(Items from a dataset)
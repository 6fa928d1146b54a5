//! π number

use crate::common::util::pow10;
use crate::ctx::Context;
use crate::defs::Error;
use crate::defs::RoundingMode;
use crate::num::DecNumber;
use num_bigint::BigInt;
use num_bigint::BigUint;
use num_integer::Roots;

// Each term of the Chudnovsky series adds more than 14 decimal digits.
const DIGITS_PER_TERM: usize = 14;

fn pqr(a: u64, b: u64) -> (BigInt, BigInt, BigInt) {
    if a == b - 1 {
        let n0 = BigInt::from(6 * b - 5);
        let n1 = BigInt::from(2 * b - 1);
        let n2 = BigInt::from(6 * b - 1);

        let r = n0 * n1 * n2;

        let n1 = BigInt::from(b);
        let q = BigInt::from(10939058860032000u64) * &n1 * &n1 * &n1;

        let n0 = BigInt::from(13591409 + 545140134 * b);
        let mut p = &r * n0;

        if b & 1 != 0 {
            p = -p;
        }

        (p, q, r)
    } else {
        let m = (a + b) / 2;

        let (pa, qa, ra) = pqr(a, m);
        let (pb, qb, rb) = pqr(m, b);

        let r = &ra * rb;
        let q = &qa * &qb;
        let p = pa * qb + pb * ra;

        (p, q, r)
    }
}

/// Computes π with precision `p` digits.
pub(super) fn calc_pi(p: usize) -> Result<DecNumber, Error> {
    // q*4270934400 / ((p + q*13591409) * sqrt(10005))
    let ctx = Context::new(p, RoundingMode::ToEven)?;
    let wrk = ctx.inc(10);

    let n = (p / DIGITS_PER_TERM) as u64 + 2;
    let (pk, qk, _) = pqr(0, n);

    let q0 = &qk * BigInt::from(4270934400u64);
    let p0 = pk + qk * BigInt::from(13591409u64);

    // sqrt(10005) with k fractional digits as an exact integer square root.
    let k = wrk.precision();
    let s = (BigUint::from(10005u32) * pow10(2 * k)).sqrt();
    let sqrt10005 = DecNumber::from_unsigned(s, -(k as i64), false);

    let f0 = DecNumber::from_bigint(q0);
    let f1 = DecNumber::from_bigint(p0).mul(&sqrt10005, &wrk)?;

    f0.div(&f1, &wrk)?.round(&ctx)
}
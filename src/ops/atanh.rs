//! Hyperbolic arctangent.

use crate::common::consts::ATANH_THRESHOLD;
use crate::common::consts::HALF;
use crate::common::consts::ONE;
use crate::ctx::Context;
use crate::defs::Error;
use crate::num::DecNumber;
use crate::ops::newton::newton_solve;
use crate::ops::newton::sample_gradient;
use crate::ops::GUARD;

/// Spacing of the points for the gradient estimate.
const ATANH_GRADIENT_SPACING: f64 = 1e-6;

/// Largest `f64` less than 1.
const ATANH_F64_MAX_ARG: f64 = 0.9999999999999999;

impl DecNumber {
    /// Computes the hyperbolic arctangent of a number. The result is rounded according to the context.
    ///
    /// ## Errors
    ///
    ///  - InvalidArgument: the absolute value of the argument is greater than or equal to 1.
    ///  - ExponentOverflow: the absolute value of the result is too small.
    pub fn atanh(&self, ctx: &Context) -> Result<Self, Error> {
        if self.abs_cmp(&ONE) >= 0 {
            return Err(Error::InvalidArgument);
        }

        if self.is_zero() {
            return Ok(Self::new());
        }

        // atanh(x) = x + x^3/3 + ...
        if self.is_first_order(ctx.precision()) {
            return self.round(ctx);
        }

        if self.is_negative() {
            return Ok(self.neg().atanh(ctx)?.neg());
        }

        if self.cmp(&ATANH_THRESHOLD) > 0 {
            // digits of 1 - x cancel out in the residual, and the gradient is about 1/(2(1 - x)).
            let d = ONE.sub(self, &ctx.inc(GUARD))?;
            let extra = (-d.magnitude()) as usize;
            let wrk = ctx.inc(GUARD + extra);

            // atanh(x) ~ -ln((1 - x)/2)/2, d/dx atanh(x) = 1/((1 - x)(1 + x))
            let seed = d.mul(&HALF, &wrk)?.ln(&wrk)?.mul(&HALF, &wrk)?.neg();
            let gradient = d.mul(&ONE.add(self, &wrk)?, &wrk)?.recip(&wrk)?;

            return newton_solve("atanh", |g, c| g.tanh(c), self, seed, &gradient, &wrk)?.round(ctx);
        }

        let wrk = ctx.inc(GUARD);
        let y = self.to_f64();
        let seed = Self::from_f64(y.atanh())?;
        let gradient = sample_gradient(
            f64::atanh,
            (y - ATANH_GRADIENT_SPACING).max(-ATANH_F64_MAX_ARG),
            (y + ATANH_GRADIENT_SPACING).min(ATANH_F64_MAX_ARG),
        )?;

        newton_solve("atanh", |g, c| g.tanh(c), self, seed, &gradient, &wrk)?.round(ctx)
    }
}
//! Hyperbolic cosine.

use crate::common::consts::ONE;
use crate::common::consts::TWO;
use crate::ctx::Context;
use crate::defs::Error;
use crate::num::DecNumber;
use crate::ops::GUARD;

impl DecNumber {
    /// Computes the hyperbolic cosine of a number. The result is rounded according to the context.
    ///
    /// ## Errors
    ///
    ///  - ExponentOverflow: the result is too large.
    pub fn cosh(&self, ctx: &Context) -> Result<Self, Error> {
        if self.is_zero() {
            return Ok(ONE.clone());
        }

        // (e^x + e^-x) / 2
        let wrk = ctx.inc(GUARD);
        let ex = self.abs().exp(&wrk)?;
        ex.add(&ONE.div(&ex, &wrk)?, &wrk)?.div(&TWO, ctx)
    }
}
//! Decimal logarithm.

use crate::ctx::Context;
use crate::defs::Error;
use crate::num::DecNumber;
use crate::ops::consts::CONSTS;
use crate::ops::GUARD;
use num_traits::One;

impl DecNumber {
    /// Computes the logarithm base 10 of a number. The result is rounded according to the context.
    /// Logarithm of an integer power of 10 is exact.
    ///
    /// ## Errors
    ///
    ///  - InvalidArgument: the argument is zero or negative.
    pub fn log10(&self, ctx: &Context) -> Result<Self, Error> {
        if self.is_zero() || self.is_negative() {
            return Err(Error::InvalidArgument);
        }

        let (m, e) = self.to_raw_parts();
        if m.is_one() {
            return Self::from_i64(e).round(ctx);
        }

        let wrk = ctx.inc(GUARD);
        let ln = self.ln(&wrk)?;

        ln.mul(&CONSTS.ln_10_inv(&wrk)?, ctx)
    }
}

◆ TASK REQUIREMENTS ◆
Write out every line from the data above that includes "precision".

◆ RESULT OF THIS TASK ◆
/// Computes π with precision `p` digits.
    let k = wrk.precision();
        if self.is_first_order(ctx.precision()) {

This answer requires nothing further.